Nausicaä (Nausicaä of the Valley of the Wind (1984)): Nausicaä has huge knockers. That's not an observation, but something creator Hayao Miyazaki felt a strong need to assert just a day after the film's theatrical release in an interview. Why? To make her a more nurturing figure, of course. Caught in a natural calamity brought on by human intervention, Nausicaä's maternal compassion and willingness to sacrifice herself are what save the day. She is both Mary and Christ. For Miyazaki, she is as much a reification of hope as Twin Peaks (1990)’s Laura Palmer is for David Lynch. Like Nausicaä, Laura is made to answer for man's sin. She is subjected and ultimately succumbs to the evils that lie within the town of Twin Peaks, but she is transcendent. Her demise exposes the town, leading to its purification. Both characters are created from the onset to be functionally perfect, almost didactically so, and both represent a fundamental optimism within both creators--light cannot exist in the absence of darkness.

Jeanne (Belladonna of Sadness (1973)): An experimental anime about the persecution of a woman as a witch in 1400s France as precursor to the 1789 Republican revolution would appear to be an obvious pairing with a film about patron saint and martyr Joan of Arc. The story of Jeanne, who goes from victim of jus primae noctis to eventual pagan consort to the Devil, speaks to the patriarchal anxiety of being supplanted from the supposed natural order of gendered roles by a woman who draws power and autonomy- and sexual satisfaction- from an unknowable and uncontrollable source. That patriarchal anxiety is dangerous for women is a premise that plays out again and again across film. No actress has ever embodied the abject horror and pleasure, and beauty and ugliness, of a woman tearing open her own skin and molting her societal performance of the role of madonna/wife/mother like Isabelle Adjani in Possession (1981).
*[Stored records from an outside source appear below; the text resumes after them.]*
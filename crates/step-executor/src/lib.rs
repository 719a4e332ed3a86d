//! Step Executor: binds one recorded step to a locator bundle, injected
//! CSV values, and the finder/action-executor seams, reporting a single
//! `StepExecutionResult` (§4.4).

mod errors;
mod executor;
mod value_resolution;

pub use errors::StepExecutorError;
pub use executor::{DefaultStepExecutor, StepExecutionContext, StepExecutor, StepExecutorOptions};
pub use value_resolution::resolve_value;
use crate::config::AppConfig;

/// Holds the resolved configuration for one CLI invocation. Building the
/// full [`crate::app_context::AppContext`] component graph needs a DOM,
/// which only a `replay`/`step` invocation has (from its fixture file), so
/// that happens inside those commands rather than here.
pub struct CliContext {
    config: AppConfig,
}

impl CliContext {
    pub fn new(config: AppConfig) -> Self {
        Self { config }
    }

    pub fn config(&self) -> &AppConfig {
        &self.config
    }
}
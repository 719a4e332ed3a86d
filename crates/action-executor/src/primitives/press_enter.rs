use std::time::Instant;

use crate::errors::ActionError;
use crate::port::{ActionPort, KeyEventKind};
use crate::primitives::check_preconditions;
use crate::types::{ActionOptions, DispatchReport};

/// Dispatches a bubbling Enter keypress on `node`.
///
/// 1. Check preconditions.
/// 2. `preActionDelay`.
/// 3. `keydown` then `keyup` for `"Enter"`.
/// 4. `postActionDelay`.
pub async fn execute_press_enter<P: ActionPort + ?Sized>(
    port: &P,
    node: &str,
    options: &ActionOptions,
) -> Result<DispatchReport, ActionError> {
    let start = Instant::now();

    check_preconditions(port, node, options).await?;

    sleep_ms(options.pre_action_delay_ms).await;

    port.dispatch_key_event(node, "Enter", KeyEventKind::KeyDown)
        .await?;
    port.dispatch_key_event(node, "Enter", KeyEventKind::KeyUp)
        .await?;

    sleep_ms(options.post_action_delay_ms).await;

    Ok(DispatchReport::ok(start.elapsed().as_millis() as u64))
}

async fn sleep_ms(ms: u64) {
    if ms > 0 {
        tokio::time::sleep(std::time::Duration::from_millis(ms)).await;
    }
}

#[cfg(test)]
mod tests {
    use super::*;
    use crate::fake::FakeActionPort;

    #[tokio::test]
    async fn press_enter_dispatches_keydown_then_keyup() {
        let port = FakeActionPort::new();
        port.register("input", true, true, false);
        let options = ActionOptions::default();

        execute_press_enter(&port, "input", &options).await.unwrap();
        assert_eq!(port.events_of("input"), vec!["keydown", "keyup"]);
    }

    #[tokio::test]
    async fn press_enter_on_detached_element_fails_precondition() {
        let port = FakeActionPort::new();
        let options = ActionOptions::default();

        let err = execute_press_enter(&port, "ghost", &options).await.unwrap_err();
        assert!(matches!(err, ActionError::ElementNotActionable { .. }));
    }
}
Maya Kitajima (Glass Mask (2005)): In the world of method acting, Maya Kitajima is a rising star. She ruins her mind and body over and over again to play any role. Based on a 1970s serial that ran until 2012, Glass Mask is a true melodrama. The formula of a soap opera is to subject the heroine to conflict and tragedy after conflict and tragedy in order to create an endless narrative that can air indefinitely, the epitome of a Woman in Trouble ethos. Maya suffers tragedy after injury after adversity in chasing her white-hot love of acting. Her single-minded martyrdom to the stage evokes Maria Falconetti’s glittering religious fervor in the Passion of Joan of Arc (1928) as she, the actress, was forced to kneel by her director on the stone floor for hours in order to draw out Joan’s suffering. In these works we are confronted with our cultural paradigm of creating transcendental art through breaking the women in it.

The narratives presented here choose to explore the limits of humanity. They put the viewer through the wringer along with the characters, and test our endurance and compassion, our tolerance for ugliness juxtaposed with beauty. Some of the women herein are empowered by the end of their stories, and some simply are. This kind of art presents us with compounding ethical questions around its making and its content that every artist and every viewer should interrogate. Renting from Scarecrow is eminently ethical, however, so rent away and see for yourself.